Saturday, February 23, 2008

PHP: Reading Key/Value Pairs from a File

I'm working on an application in which I have to parse a file with key-value pairs, looking for a single value. I decided to make the datafile look like this:
key0|val0
key1|val1
key2|val2
...
key2000|val2000
I don't expect to have more than 2000 values in the file, but just in case I set up a second sample file with 100000 values just to see how that would affect things. (That kind of growth in usage would be awesome.)

My initial thoughts on this are to keep it simple. Performance is important, but I don't think spending the time for a binary search file seek algorithm would be worth it; also, that would be premature optimization. So I want to check out the performance of a couple simpler options first.

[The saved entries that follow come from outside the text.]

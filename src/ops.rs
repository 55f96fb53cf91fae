//! Pointwise operations on same-shaped sample arrays.
//!
//! Binary operations update their first argument in place.

use crate::error::VolumeError;

use ndarray::{Array3, Zip};

fn check_shape(left: &Array3<f32>, right: &Array3<f32>) -> Result<(), VolumeError> {
    if left.dim() != right.dim() {
        return Err(VolumeError::ShapeMismatch {
            left: left.dim(),
            right: right.dim(),
        });
    }
    Ok(())
}

/// Write `1.0` into `dst` where `src` lies within `[low, high]`, else `0.0`.
pub fn threshold(
    src: &Array3<f32>,
    dst: &mut Array3<f32>,
    low: f32,
    high: f32,
) -> Result<(), VolumeError> {
    check_shape(dst, src)?;
    Zip::from(dst).and(src).par_for_each(|d, &s| {
        *d = if s >= low && s <= high { 1.0 } else { 0.0 };
    });
    Ok(())
}

/// `dst = 1 - dst` for a 0/1 valued array.
pub fn invert_binary(dst: &mut Array3<f32>) {
    dst.par_mapv_inplace(|v| 1.0 - v);
}

pub fn mul(dst: &mut Array3<f32>, rhs: &Array3<f32>) -> Result<(), VolumeError> {
    check_shape(dst, rhs)?;
    Zip::from(dst).and(rhs).par_for_each(|d, &r| *d *= r);
    Ok(())
}

pub fn add(dst: &mut Array3<f32>, rhs: &Array3<f32>) -> Result<(), VolumeError> {
    check_shape(dst, rhs)?;
    Zip::from(dst).and(rhs).par_for_each(|d, &r| *d += r);
    Ok(())
}

pub fn div(dst: &mut Array3<f32>, rhs: &Array3<f32>) -> Result<(), VolumeError> {
    check_shape(dst, rhs)?;
    Zip::from(dst).and(rhs).par_for_each(|d, &r| *d /= r);
    Ok(())
}

/// Convert a coverage mask into a 0/1 valued array.
pub fn mask_to_binary(mask: &Array3<bool>) -> Array3<f32> {
    mask.mapv(|covered| if covered { 1.0 } else { 0.0 })
}
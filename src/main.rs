use anyhow::{Context, Result};
use clap::Parser;
use std::path::PathBuf;
use tracing::info;
use tracing_subscriber::EnvFilter;
use web_time::Instant;

use volume_stitch::{
    Interpolation, OverlapPolicy, SingleInputPolicy, StitchOptions, TrimProbe, VolumeLoader,
    VolumeStitcher, VolumeWriter, preview,
};

#[derive(Parser)]
#[command(name = "volume-stitch")]
#[command(about = "Stitch overlapping volumes into one continuous volume along z")]
struct Cli {
    /// Images to stitch (NIfTI files or DICOM directories), in order of priority
    #[arg(short, long, num_args = 1.., required = true)]
    images: Vec<String>,

    /// Output NIfTI file
    #[arg(short, long)]
    output: PathBuf,

    /// Slices ignored at both ends of every image
    #[arg(short, long, default_value_t = 0)]
    margin: usize,

    /// Average values in overlap areas instead of keeping the first image
    #[arg(short, long)]
    averaging: bool,

    /// Use nearest neighbour instead of linear interpolation
    #[arg(long)]
    nearest: bool,

    /// Crop using the central column only instead of any covered voxel
    #[arg(long)]
    central_probe: bool,

    /// Pass a single image through instead of failing
    #[arg(long)]
    allow_single: bool,

    /// Also write a PNG of the central coronal slice
    #[arg(long)]
    preview: Option<PathBuf>,
}

impl Cli {
    fn stitch_options(&self) -> StitchOptions {
        StitchOptions::default()
            .with_margin(self.margin)
            .with_overlap(if self.averaging {
                OverlapPolicy::Average
            } else {
                OverlapPolicy::FirstContributor
            })
            .with_interpolation(if self.nearest {
                Interpolation::Nearest
            } else {
                Interpolation::Linear
            })
            .with_trim_probe(if self.central_probe {
                TrimProbe::CentralColumn
            } else {
                TrimProbe::AnySample
            })
            .with_single_input(if self.allow_single {
                SingleInputPolicy::PassThrough
            } else {
                SingleInputPolicy::Reject
            })
    }
}

/// Image arguments may themselves hold whitespace separated lists.
fn split_image_list(args: &[String]) -> Vec<PathBuf> {
    args.iter()
        .flat_map(|arg| arg.split_whitespace())
        .map(PathBuf::from)
        .collect()
}

fn main() -> Result<()> {
    tracing_subscriber::fmt()
        .with_env_filter(
            EnvFilter::try_from_default_env().unwrap_or_else(|_| EnvFilter::new("info")),
        )
        .init();

    let cli = Cli::parse();
    let files = split_image_list(&cli.images);

    let start = Instant::now();
    info!("stitching {} images...", files.len());

    let volumes = files
        .iter()
        .map(|file| {
            VolumeLoader::load(file).with_context(|| format!("Failed to load {}", file.display()))
        })
        .collect::<Result<Vec<_>>>()?;

    let stitched = VolumeStitcher::new(cli.stitch_options())
        .stitch(&volumes)
        .context("Failed to stitch images")?;

    VolumeWriter::save(&stitched, &cli.output)
        .with_context(|| format!("Failed to save {}", cli.output.display()))?;

    if let Some(path) = &cli.preview {
        preview::save_preview(&stitched, path)
            .with_context(|| format!("Failed to save preview {}", path.display()))?;
    }

    info!("done. took {} ms", start.elapsed().as_millis());
    Ok(())
}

My first option was to loop through each line, explode on the | character, and compare the keys. Like this:
function searchLinearly($filename, $key) {
$lines = file($filename);

foreach ($lines as $line) {
list($k, $v) = explode('|', $line);

if ($k == $key) {
return $v;
}
}

return false;
}
That's just about as simple as you can get. But how does it perform? I searched for a few keys throughout the file, and measured how long it took to find them.

In a 2000 line datafile:
Key 10: 0.00215s
Key 150: 0.00233s
Key 900: 0.00555s
Key 1700: 0.00866s
In a 100000 line datafile:
Key 10: 0.11047s
Key 1500: 0.04429s
Key 50000: 0.11832s
Key 99000: 0.18710s
What's really strange about this is that key 1500 is consistently faster than key 10, whether I search for key 10 first or second, or just search once per run (in an attempt to separate caching issues). I can't explain that.

Another option is to use fscanf() instead of just using file() to get all the lines. The idea is to define a regex that matches the format of the lines in your file, and "scan" through the file, extracting the pieces of data along the way. That version looks like this:
function searchFscanf($filename, $key) {
$f = fopen($filename, 'r');
while ($line = fscanf($f, "%[^\|]|%[^\|]\n")) {
list($k, $v) = $line;

if ($k == $key) {
fclose($f);
return $v;
}
}

fclose($f);
return false;
}
It's only slightly more complicated; does it perform faster?

In a 2000 line datafile:
Key 10: 0.00052s
Key 150: 0.00101s
Key 900: 0.00572s
Key 1700: 0.01033s
In a 100000 line datafile:
Key 10: 0.00052s
Key 1500: 0.00947s
Key 50000: 0.12980s
Key 99000: 0.20901s
I think these results are pretty interesting. Using fscanf() can actually be considerably faster, and it isn't affected by the size of the file. However, it is drastically affected by the key you're searching for; if you have to scan through a lot of lines, it slows down significantly and steadily.

In contrast, the file() method is more affected by the filesize than by which key you're searching for (searching for later keys does take longer, but it's not nearly as significant).

So which option is better? As the number of records increases, it appears the fscanf() method becomes more and more advantageous (assuming that early records are hit as often as later records, considerably less time is spent searching than with the file() method). The same consideration remains true even if the number of records remains constant, it just isn't as noticeable or significant at that level.

Unsurprisingly, fscanf() beats file(). But not by as much as I'd like. In order to maximize performance, another method is going to have to be devised; either a binary search that minimizes the number of comparisons made (O(ln n) versus O(n)), or perhaps just using something like memcached to keep the datafile in memory at all times. Maybe both.

Something to think about.

1 comment:

Anonymous said...

parse_ini_file will work pretty well. The syntax is slightly different, but it's fast.